(GIVEN DATA Opens)

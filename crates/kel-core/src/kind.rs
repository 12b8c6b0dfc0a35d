//! Message kind discriminants for both bridged protocols.
//!
//! Every variant carries an exact `#[serde(rename)]` matching the wire
//! string the agent uses (e.g. `"HeartbeatMessage"`). The envelope keeps
//! the discriminant as a raw string so unknown kinds still parse; these
//! enums are the typed side of that string.

use serde::{Deserialize, Serialize};
use std::fmt;
use std::str::FromStr;

/// WSJT-X bridge message kinds, both directions.
///
/// Inbound kinds arrive from the application via the agent; outbound kinds
/// are commands the bridge sends. `Clear` travels in both directions.
#[derive(Clone, Copy, Debug, PartialEq, Eq, Hash, Serialize, Deserialize)]
pub enum WsjtxKind {
    // -- Inbound --
    /// Periodic presence signal from the application.
    #[serde(rename = "HeartbeatMessage")]
    Heartbeat,
    /// Internal state snapshot, sent on every relevant change.
    #[serde(rename = "StatusMessage")]
    Status,
    /// A completed decode (new or replayed).
    #[serde(rename = "DecodeMessage")]
    Decode,
    /// Band Activity / Rx Frequency window cleared; also sendable as a command.
    #[serde(rename = "ClearMessage")]
    Clear,
    /// The user accepted the Log QSO dialog.
    #[serde(rename = "QsoLoggedMessage")]
    QsoLogged,
    /// The application is shutting down gracefully.
    #[serde(rename = "CloseMessage")]
    Close,
    /// A completed WSPR-mode decode.
    #[serde(rename = "WSPRDecodeMessage")]
    WsprDecode,
    /// ADIF record for a logged QSO.
    #[serde(rename = "LoggedAdifMessage")]
    LoggedAdif,

    // -- Outbound commands --
    /// Ask the application to resend every undiscarded decode.
    #[serde(rename = "ReplayMessage")]
    Replay,
    /// Stop transmitting, immediately or after the current round.
    #[serde(rename = "HaltTxMessage")]
    HaltTx,
    /// Double-click a prior decode (initiate a QSO).
    #[serde(rename = "ReplyMessage")]
    Reply,
    /// Color a callsign in the Band Activity panel.
    #[serde(rename = "HighlightCallsignMessage")]
    HighlightCallsign,
    /// Set (and optionally transmit) the free text message.
    #[serde(rename = "FreeTextMessage")]
    FreeText,
    /// Override the local station's Maidenhead grid for this session.
    #[serde(rename = "LocationMessage")]
    Location,
    /// Switch to a named configuration set.
    #[serde(rename = "SwitchConfigurationMessage")]
    SwitchConfiguration,
    /// Adjust individual configuration parameters.
    #[serde(rename = "ConfigureMessage")]
    Configure,
}

/// All WSJT-X kinds, inbound first.
pub const ALL_WSJTX_KINDS: [WsjtxKind; 16] = [
    WsjtxKind::Heartbeat,
    WsjtxKind::Status,
    WsjtxKind::Decode,
    WsjtxKind::Clear,
    WsjtxKind::QsoLogged,
    WsjtxKind::Close,
    WsjtxKind::WsprDecode,
    WsjtxKind::LoggedAdif,
    WsjtxKind::Replay,
    WsjtxKind::HaltTx,
    WsjtxKind::Reply,
    WsjtxKind::HighlightCallsign,
    WsjtxKind::FreeText,
    WsjtxKind::Location,
    WsjtxKind::SwitchConfiguration,
    WsjtxKind::Configure,
];

impl WsjtxKind {
    /// The exact wire string for this kind.
    #[must_use]
    pub fn as_str(self) -> &'static str {
        match self {
            Self::Heartbeat => "HeartbeatMessage",
            Self::Status => "StatusMessage",
            Self::Decode => "DecodeMessage",
            Self::Clear => "ClearMessage",
            Self::QsoLogged => "QsoLoggedMessage",
            Self::Close => "CloseMessage",
            Self::WsprDecode => "WSPRDecodeMessage",
            Self::LoggedAdif => "LoggedAdifMessage",
            Self::Replay => "ReplayMessage",
            Self::HaltTx => "HaltTxMessage",
            Self::Reply => "ReplyMessage",
            Self::HighlightCallsign => "HighlightCallsignMessage",
            Self::FreeText => "FreeTextMessage",
            Self::Location => "LocationMessage",
            Self::SwitchConfiguration => "SwitchConfigurationMessage",
            Self::Configure => "ConfigureMessage",
        }
    }

    /// Whether this kind carries continuously-valid state that the bridge
    /// caches (heartbeat, status).
    #[must_use]
    pub fn is_snapshot(self) -> bool {
        matches!(self, Self::Heartbeat | Self::Status)
    }

    /// Whether the application sends this kind to the bridge.
    #[must_use]
    pub fn is_inbound(self) -> bool {
        matches!(
            self,
            Self::Heartbeat
                | Self::Status
                | Self::Decode
                | Self::Clear
                | Self::QsoLogged
                | Self::Close
                | Self::WsprDecode
                | Self::LoggedAdif
        )
    }

    /// Whether the bridge sends this kind to the application.
    #[must_use]
    pub fn is_outbound(self) -> bool {
        !self.is_inbound() || self == Self::Clear
    }
}

impl fmt::Display for WsjtxKind {
    fn fmt(&self, f: &mut fmt::Formatter<'_>) -> fmt::Result {
        f.write_str(self.as_str())
    }
}

impl FromStr for WsjtxKind {
    type Err = String;

    fn from_str(s: &str) -> std::result::Result<Self, Self::Err> {
        // Serde is the source of truth: the `#[serde(rename)]` attributes
        // define the wire strings.
        serde_json::from_value(serde_json::Value::String(s.to_owned()))
            .map_err(|_| format!("unknown wsjtx message kind: {s}"))
    }
}

/// Hamlib bridge message kinds. Receive-only: the schema carries no
/// addressable client id, so there is no command direction.
#[derive(Clone, Copy, Debug, PartialEq, Eq, Hash, Serialize, Deserialize)]
pub enum HamlibKind {
    /// Snapshot of the transceiver's current VFO state.
    #[serde(rename = "RigState")]
    RigState,
}

/// All Hamlib kinds.
pub const ALL_HAMLIB_KINDS: [HamlibKind; 1] = [HamlibKind::RigState];

impl HamlibKind {
    /// The exact wire string for this kind.
    #[must_use]
    pub fn as_str(self) -> &'static str {
        match self {
            Self::RigState => "RigState",
        }
    }

    /// Whether this kind carries continuously-valid state that the bridge
    /// caches.
    #[must_use]
    pub fn is_snapshot(self) -> bool {
        matches!(self, Self::RigState)
    }
}

impl fmt::Display for HamlibKind {
    fn fmt(&self, f: &mut fmt::Formatter<'_>) -> fmt::Result {
        f.write_str(self.as_str())
    }
}

impl FromStr for HamlibKind {
    type Err = String;

    fn from_str(s: &str) -> std::result::Result<Self, Self::Err> {
        serde_json::from_value(serde_json::Value::String(s.to_owned()))
            .map_err(|_| format!("unknown hamlib message kind: {s}"))
    }
}

// ─────────────────────────────────────────────────────────────────────────────
// Tests
// ─────────────────────────────────────────────────────────────────────────────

(GIVEN DATA Closes)

AIM OF THE EXERCISE |
Take the entries above and repeat them. Alter nothing.

ANSWER TO THIS PROBLEM |
filename crates/kel-core/src/kind.rs
repository 12b8c6b0dfc0a35d
//! Message kind discriminants for both bridged protocols.
//!
//! Every variant carries an exact `#[serde(rename)]` matching the wire
//! string the agent uses (e.g. `"HeartbeatMessage"`). The envelope keeps
//! the discriminant as a raw string so unknown kinds still parse; these
//! enums are the typed side of that string.

use serde::{Deserialize, Serialize};
use std::fmt;
use std::str::FromStr;

/// WSJT-X bridge message kinds, both directions.
///
/// Inbound kinds arrive from the application via the agent; outbound kinds
/// are commands the bridge sends. `Clear` travels in both directions.
#[derive(Clone, Copy, Debug, PartialEq, Eq, Hash, Serialize, Deserialize)]
pub enum WsjtxKind {
    // -- Inbound --
    /// Periodic presence signal from the application.
    #[serde(rename = "HeartbeatMessage")]
    Heartbeat,
    /// Internal state snapshot, sent on every relevant change.
    #[serde(rename = "StatusMessage")]
    Status,
    /// A completed decode (new or replayed).
    #[serde(rename = "DecodeMessage")]
    Decode,
    /// Band Activity / Rx Frequency window cleared; also sendable as a command.
    #[serde(rename = "ClearMessage")]
    Clear,
    /// The user accepted the Log QSO dialog.
    #[serde(rename = "QsoLoggedMessage")]
    QsoLogged,
    /// The application is shutting down gracefully.
    #[serde(rename = "CloseMessage")]
    Close,
    /// A completed WSPR-mode decode.
    #[serde(rename = "WSPRDecodeMessage")]
    WsprDecode,
    /// ADIF record for a logged QSO.
    #[serde(rename = "LoggedAdifMessage")]
    LoggedAdif,

    // -- Outbound commands --
    /// Ask the application to resend every undiscarded decode.
    #[serde(rename = "ReplayMessage")]
    Replay,
    /// Stop transmitting, immediately or after the current round.
    #[serde(rename = "HaltTxMessage")]
    HaltTx,
    /// Double-click a prior decode (initiate a QSO).
    #[serde(rename = "ReplyMessage")]
    Reply,
    /// Color a callsign in the Band Activity panel.
    #[serde(rename = "HighlightCallsignMessage")]
    HighlightCallsign,
    /// Set (and optionally transmit) the free text message.
    #[serde(rename = "FreeTextMessage")]
    FreeText,
    /// Override the local station's Maidenhead grid for this session.
    #[serde(rename = "LocationMessage")]
    Location,
    /// Switch to a named configuration set.
    #[serde(rename = "SwitchConfigurationMessage")]
    SwitchConfiguration,
    /// Adjust individual configuration parameters.
    #[serde(rename = "ConfigureMessage")]
    Configure,
}

/// All WSJT-X kinds, inbound first.
pub const ALL_WSJTX_KINDS: [WsjtxKind; 16] = [
    WsjtxKind::Heartbeat,
    WsjtxKind::Status,
    WsjtxKind::Decode,
    WsjtxKind::Clear,
    WsjtxKind::QsoLogged,
    WsjtxKind::Close,
    WsjtxKind::WsprDecode,
    WsjtxKind::LoggedAdif,
    WsjtxKind::Replay,
    WsjtxKind::HaltTx,
    WsjtxKind::Reply,
    WsjtxKind::HighlightCallsign,
    WsjtxKind::FreeText,
    WsjtxKind::Location,
    WsjtxKind::SwitchConfiguration,
    WsjtxKind::Configure,
];

impl WsjtxKind {
    /// The exact wire string for this kind.
    #[must_use]
    pub fn as_str(self) -> &'static str {
        match self {
            Self::Heartbeat => "HeartbeatMessage",
            Self::Status => "StatusMessage",
            Self::Decode => "DecodeMessage",
            Self::Clear => "ClearMessage",
            Self::QsoLogged => "QsoLoggedMessage",
            Self::Close => "CloseMessage",
            Self::WsprDecode => "WSPRDecodeMessage",
            Self::LoggedAdif => "LoggedAdifMessage",
            Self::Replay => "ReplayMessage",
            Self::HaltTx => "HaltTxMessage",
            Self::Reply => "ReplyMessage",
            Self::HighlightCallsign => "HighlightCallsignMessage",
            Self::FreeText => "FreeTextMessage",
            Self::Location => "LocationMessage",
            Self::SwitchConfiguration => "SwitchConfigurationMessage",
            Self::Configure => "ConfigureMessage",
        }
    }

    /// Whether this kind carries continuously-valid state that the bridge
    /// caches (heartbeat, status).
    #[must_use]
    pub fn is_snapshot(self) -> bool {
        matches!(self, Self::Heartbeat | Self::Status)
    }

    /// Whether the application sends this kind to the bridge.
    #[must_use]
    pub fn is_inbound(self) -> bool {
        matches!(
            self,
            Self::Heartbeat
                | Self::Status
                | Self::Decode
                | Self::Clear
                | Self::QsoLogged
                | Self::Close
                | Self::WsprDecode
                | Self::LoggedAdif
        )
    }

    /// Whether the bridge sends this kind to the application.
    #[must_use]
    pub fn is_outbound(self) -> bool {
        !self.is_inbound() || self == Self::Clear
    }
}

impl fmt::Display for WsjtxKind {
    fn fmt(&self, f: &mut fmt::Formatter<'_>) -> fmt::Result {
        f.write_str(self.as_str())
    }
}

impl FromStr for WsjtxKind {
    type Err = String;

    fn from_str(s: &str) -> std::result::Result<Self, Self::Err> {
        // Serde is the source of truth: the `#[serde(rename)]` attributes
        // define the wire strings.
        serde_json::from_value(serde_json::Value::String(s.to_owned()))
            .map_err(|_| format!("unknown wsjtx message kind: {s}"))
    }
}

/// Hamlib bridge message kinds. Receive-only: the schema carries no
/// addressable client id, so there is no command direction.
#[derive(Clone, Copy, Debug, PartialEq, Eq, Hash, Serialize, Deserialize)]
pub enum HamlibKind {
    /// Snapshot of the transceiver's current VFO state.
    #[serde(rename = "RigState")]
    RigState,
}

/// All Hamlib kinds.
pub const ALL_HAMLIB_KINDS: [HamlibKind; 1] = [HamlibKind::RigState];

impl HamlibKind {
    /// The exact wire string for this kind.
    #[must_use]
    pub fn as_str(self) -> &'static str {
        match self {
            Self::RigState => "RigState",
        }
    }

    /// Whether this kind carries continuously-valid state that the bridge
    /// caches.
    #[must_use]
    pub fn is_snapshot(self) -> bool {
        matches!(self, Self::RigState)
    }
}

impl fmt::Display for HamlibKind {
    fn fmt(&self, f: &mut fmt::Formatter<'_>) -> fmt::Result {
        f.write_str(self.as_str())
    }
}

impl FromStr for HamlibKind {
    type Err = String;

    fn from_str(s: &str) -> std::result::Result<Self, Self::Err> {
        serde_json::from_value(serde_json::Value::String(s.to_owned()))
            .map_err(|_| format!("unknown hamlib message kind: {s}"))
    }
}

// ─────────────────────────────────────────────────────────────────────────────
// Tests
// ─────────────────────────────────────────────────────────────────────────────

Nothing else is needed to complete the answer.